Colorado lawmakers weigh options for closing budget gap in free school meals program
Colorado’s voter-approved program to provide free meals to public school students will once again face a revenue gap next year as lawmakers face an already challenging budget year.
Voters approved Proposition FF, known as the Healthy School Meals for All initiative, in 2022. Its costs are supposed to be covered by an increase in the income tax rate for people who make more than $300,000 per year. But demand for the no-cost breakfast and lunches outpaced expectations, making the cost of the program higher than available revenue.

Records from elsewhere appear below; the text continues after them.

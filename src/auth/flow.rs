// SPDX-License-Identifier: AGPL-3.0-or-later
//
// Copyright (C) 2026 Relational Network

//! Authorization code flow controller.
//!
//! A flow moves `Idle → AwaitingCallback → Completed`. [`FlowStart`] is the
//! `AwaitingCallback` state as the browser carries it (redirect URL plus the
//! CSRF pair to set as cookies); [`FlowCompletion`] is `Completed`. Any error
//! ends the flow and the browser has to start again.
//!
//! `state` and `nonce` are checked separately: `state` ties the callback to
//! the redirect this browser started, `nonce` ties the identity token to that
//! same flow.

use std::sync::Arc;

use serde::Deserialize;
use url::Url;

use super::claims::SUBJECT_CLAIM;
use super::csrf::{values_match, CsrfGenerator, CsrfPair};
use super::{AuthError, ProviderRegistry, SessionTokenService};

/// Output of the start step.
#[derive(Debug, Clone)]
pub struct FlowStart {
    pub redirect_url: Url,
    pub csrf: CsrfPair,
}

/// Query parameters the provider appends to the callback URL.
#[derive(Debug, Clone, Default, Deserialize)]
pub struct CallbackParams {
    #[serde(default)]
    pub code: Option<String>,
    #[serde(default)]
    pub state: Option<String>,
    #[serde(default)]
    pub error: Option<String>,
    #[serde(default)]
    pub error_description: Option<String>,
}

/// CSRF values read back from the browser's cookies.
#[derive(Debug, Clone, Default)]
pub struct CallbackCookies {
    pub state: Option<String>,
    pub nonce: Option<String>,
}

/// Output of a successful callback.
#[derive(Debug, Clone)]
pub struct FlowCompletion {
    pub subject: String,
    pub access_token: String,
    pub expires_in: i64,
}

/// Runs both steps of the flow.
#[derive(Clone)]
pub struct AuthorizationFlow {
    registry: Arc<ProviderRegistry>,
    sessions: Arc<SessionTokenService>,
    csrf: CsrfGenerator,
}

impl AuthorizationFlow {
    pub fn new(
        registry: Arc<ProviderRegistry>,
        sessions: Arc<SessionTokenService>,
        csrf: CsrfGenerator,
    ) -> Self {
        Self {
            registry,
            sessions,
            csrf,
        }
    }

    pub fn registry(&self) -> &ProviderRegistry {
        &self.registry
    }

    /// Start step: pick fresh CSRF values and build the provider redirect.
    pub async fn start(&self, provider: &str) -> Result<FlowStart, AuthError> {
        let client = self.registry.client_descriptor(provider).await?;
        let csrf = self.csrf.pair()?;
        let redirect_url = client.authorization_url(&csrf.state, &csrf.nonce);

        tracing::debug!(provider, "authorization flow started");
        Ok(FlowStart { redirect_url, csrf })
    }

    /// Callback step: validate CSRF, exchange the code, verify the identity
    /// token and mint a session token.
    pub async fn complete(
        &self,
        provider: &str,
        params: &CallbackParams,
        cookies: &CallbackCookies,
    ) -> Result<FlowCompletion, AuthError> {
        let state_cookie = cookies
            .state
            .as_deref()
            .ok_or(AuthError::MissingCsrfCookie("state"))?;
        let nonce_cookie = cookies
            .nonce
            .as_deref()
            .ok_or(AuthError::MissingCsrfCookie("nonce"))?;

        // An empty cookie never matches, not even an empty query value.
        let returned_state = params.state.as_deref().unwrap_or_default();
        if state_cookie.is_empty() || !values_match(state_cookie, returned_state) {
            return Err(AuthError::StateMismatch);
        }

        if let Some(error) = &params.error {
            if let Some(description) = &params.error_description {
                tracing::info!(provider, error = %error, description = %description, "provider returned an error");
            }
            return Err(AuthError::AuthorizationDenied(error.clone()));
        }

        let code = params
            .code
            .as_deref()
            .filter(|c| !c.is_empty())
            .ok_or(AuthError::MissingAuthorizationCode)?;

        let client = self.registry.client_descriptor(provider).await?;
        let tokens = client.exchange_code(code).await?;
        let raw_id_token = tokens
            .id_token
            .as_deref()
            .filter(|t| !t.is_empty())
            .ok_or(AuthError::MissingIdentityToken)?;

        let verifier = self.registry.verifier(provider).await?;
        let assertion = verifier.verify(raw_id_token).await?;

        let nonce_ok = assertion
            .nonce
            .as_deref()
            .is_some_and(|nonce| !nonce_cookie.is_empty() && values_match(nonce_cookie, nonce));
        if !nonce_ok {
            return Err(AuthError::NonceMismatch);
        }

        let subject = assertion
            .string_claim(SUBJECT_CLAIM)
            .ok_or(AuthError::MissingClaim(SUBJECT_CLAIM))?
            .to_string();

        let access_token = self.sessions.mint(&subject)?;
        tracing::info!(provider, "authorization flow completed");

        Ok(FlowCompletion {
            subject,
            access_token,
            expires_in: self.sessions.ttl().num_seconds(),
        })
    }
}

The program cost about $162 million in the 2023-2024 fiscal year, which the Legislature covered using some supplemental funding adjustments. It is projected to cost about $124 million for the 2024-2025 fiscal year, but available revenue is projected to be about $105 million, according to figures presented to the Joint Budget Committee this week.
“There still appears to be a gap between revenue and projected expenditures,” Colorado Department of Education Commissioner Susana Córdova told lawmakers on Monday. “We’ll have more accurate projections in January that will incorporate the December forecast and reimbursement claims through this October.”
A technical advisory group for the program gave a series of options to lawmakers to make the budget equation work, including ideas to increase the retained revenue and ones to make cuts in the program.
“I am not in favor of cutting food to any kid, period,” Democratic Representative Shannon Bird said during a December 3 briefing on the advisory group report.
The options include cutting breakfast from the program or restricting it to only elementary and middle schoolers, the latter of which could save about $28 million. Another cost-cutting idea would be to limit the program to districts that have a high percentage of students eligible for free and reduced price lunch or that already qualify for the federal Community Eligibility Provision. That would eliminate between 25 percent and 60 percent of Colorado students from the program.
The advisory group, as well as lawmakers, indicated a stronger appetite for options that could increase revenue rather than cut program costs.
“Making sure that kids aren’t hungry when they’re trying to learn is a core service, and it’s one that we as a state need to fund,” Democratic Senator Jeff Bridges said.
That could look like a ballot measure in 2025 asking voters if the state can retain more money from the income tax change than originally allowed by the 2022 question. That would be about $26 million. The JBC has not historically sponsored bills that raise revenue, but an individual legislator could run it.
Lawmakers in charge of crafting the state budget next year are staring down the challenge of cutting nearly $1 billion while preserving crucial state services.